= The Rules of the Game (play) =

Play by Luigi Pirandello

The Rules of the Game (Il gi(u)oco delle parti /it/) is a play by Luigi Pirandello. It was written and first performed during 1918 (and first published in 1919) at the time when his wife was suffering from mental illness, but before she was committed to a mental hospital. It was first performed at the Teatro Quirino in Rome, with Ruggero Ruggeri as Leone. The Italian title means The Game of Roles, but the play is not usually published with that title in English.
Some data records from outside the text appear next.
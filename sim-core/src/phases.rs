//! Per-step hook scheduling.
//!
//! A simulation step runs in a fixed order:
//! 1. [`Stage::BeforeIntegrate`] hooks: forces for this step (wind).
//! 2. [`crate::world::World::integrate`]: verlet positions update.
//! 3. [`Stage::AfterIntegrate`] hooks: rules that must see the integrated
//!    positions before constraints settle (leaf shedding).
//! 4. [`crate::world::World::solve`]: constraint relaxation.
//!
//! Within a stage, hooks run by descending [`StepHook::priority`]; equal
//! priorities keep registration order.

use crate::{
    config::{ShedConfig, WindConfig},
    random::RandomSource,
    shed::shed_leaves,
    types::NodeId,
    wind::WindModel,
    world::World,
};
use std::cmp::Reverse;

/// Priority of the shedding rule; above anything registered by default.
pub const SHED_PRIORITY: i32 = 100;
pub const WIND_PRIORITY: i32 = 0;

#[derive(Clone, Copy, Debug, PartialEq, Eq, PartialOrd, Ord, Hash)]
pub enum Stage {
    BeforeIntegrate,
    AfterIntegrate,
}

/// What happened during one step.
#[derive(Clone, Debug, Default, PartialEq)]
pub struct StepReport {
    /// Index of the step, starting at zero.
    pub step: u64,
    /// Leaves shed during this step, in the order they were shed.
    pub detached: Vec<NodeId>,
}

/// Everything a hook may read or mutate during a step.
pub struct StepContext<'a> {
    pub world: &'a mut World,
    pub rng: &'a mut dyn RandomSource,
    pub wind: &'a WindConfig,
    pub shed: &'a ShedConfig,
    pub report: &'a mut StepReport,
}

/// A callback run once per step at a given stage.
pub trait StepHook {
    fn name(&self) -> &str;
    fn stage(&self) -> Stage;
    fn priority(&self) -> i32 {
        0
    }
    fn run(&mut self, ctx: &mut StepContext<'_>);
}

/// Applies [`WindModel`] before integration.
#[derive(Debug, Default)]
pub struct WindHook {
    pub model: WindModel,
}

impl StepHook for WindHook {
    fn name(&self) -> &str {
        "wind"
    }

    fn stage(&self) -> Stage {
        Stage::BeforeIntegrate
    }

    fn priority(&self) -> i32 {
        WIND_PRIORITY
    }

    fn run(&mut self, ctx: &mut StepContext<'_>) {
        self.model.apply(ctx.wind, &mut *ctx.world, &mut *ctx.rng);
    }
}

/// Runs [`shed_leaves`] right after integration.
#[derive(Debug, Default)]
pub struct ShedHook;

impl StepHook for ShedHook {
    fn name(&self) -> &str {
        "shed"
    }

    fn stage(&self) -> Stage {
        Stage::AfterIntegrate
    }

    fn priority(&self) -> i32 {
        SHED_PRIORITY
    }

    fn run(&mut self, ctx: &mut StepContext<'_>) {
        let shed = shed_leaves(ctx.shed, &mut *ctx.world, &mut *ctx.rng);
        ctx.report.detached.extend(shed);
    }
}

/// Registered hooks, kept sorted by stage and priority.
#[derive(Default)]
pub struct Schedule {
    hooks: Vec<Box<dyn StepHook>>,
}

impl Schedule {
    pub fn new() -> Self {
        Self::default()
    }

    /// Schedule with the wind and shedding hooks registered.
    pub fn with_defaults() -> Self {
        let mut s = Self::new();
        s.add(Box::new(WindHook::default()));
        s.add(Box::new(ShedHook));
        s
    }

    pub fn add(&mut self, hook: Box<dyn StepHook>) {
        self.hooks.push(hook);
        // Stable sort: ties keep registration order.
        self.hooks
            .sort_by_key(|h| (h.stage(), Reverse(h.priority())));
    }

    pub fn len(&self) -> usize {
        self.hooks.len()
    }

    pub fn is_empty(&self) -> bool {
        self.hooks.is_empty()
    }

    /// Hook names in execution order.
    pub fn names(&self) -> Vec<&str> {
        self.hooks.iter().map(|h| h.name()).collect()
    }

    pub fn run_stage(&mut self, stage: Stage, ctx: &mut StepContext<'_>) {
        for hook in self.hooks.iter_mut().filter(|h| h.stage() == stage) {
            hook.run(ctx);
        }
    }
}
The characters in Pirandello's better-known work Six Characters in Search of an Author (1921) are rehearsing this play.

==Plot summary==
Leone is estranged from his wife Silia who is having an affair with a man called Guido. Rather than allow himself to feel betrayed and angry, Leone chooses to empty himself of all emotion, becoming — in his own words — like an empty eggshell. He manipulates Guido into taking his place in a duel, in which Guido dies. Other characters include a group of drunken young men, who give Silia the opportunity for her scheming, and one of whom becomes the duellist; two friends of Leone, Barelli and Dr Spiga; and Leone's servant, Philip.

==Performances==
The play has been translated into English by Robert Rietty. Performances in England include:
- 1953: BBC Third Programme, radio.
- 1955: Arts Theatre, London: with Donald Pleasence as Leone, Melissa Stribling as Silia, Robert Cartland as Guido. Directed by John Fernald.
- Play of the Week (ITV Granada, 15 February 1965), with Anthony Quayle, Peter Wyngarde and Gwen Watford
- 1966: The Oxford Playhouse: with Leonard Rossiter as Leone, Judi Dench as Silia. Directed by James Grout.
- 1971: The Royal National Theatre, London: with Paul Scofield, Joan Plowright, Tom Baker. Directed by Anthony Page. Translation by Robert Rietty and David Hare.
- 1982: Yvonne Arnaud Theatre, Guildford with tour and Haymarket Theatre, London: with Leonard Rossiter, Mel Martin, Stephan Chase. Directed by Anthony Quayle.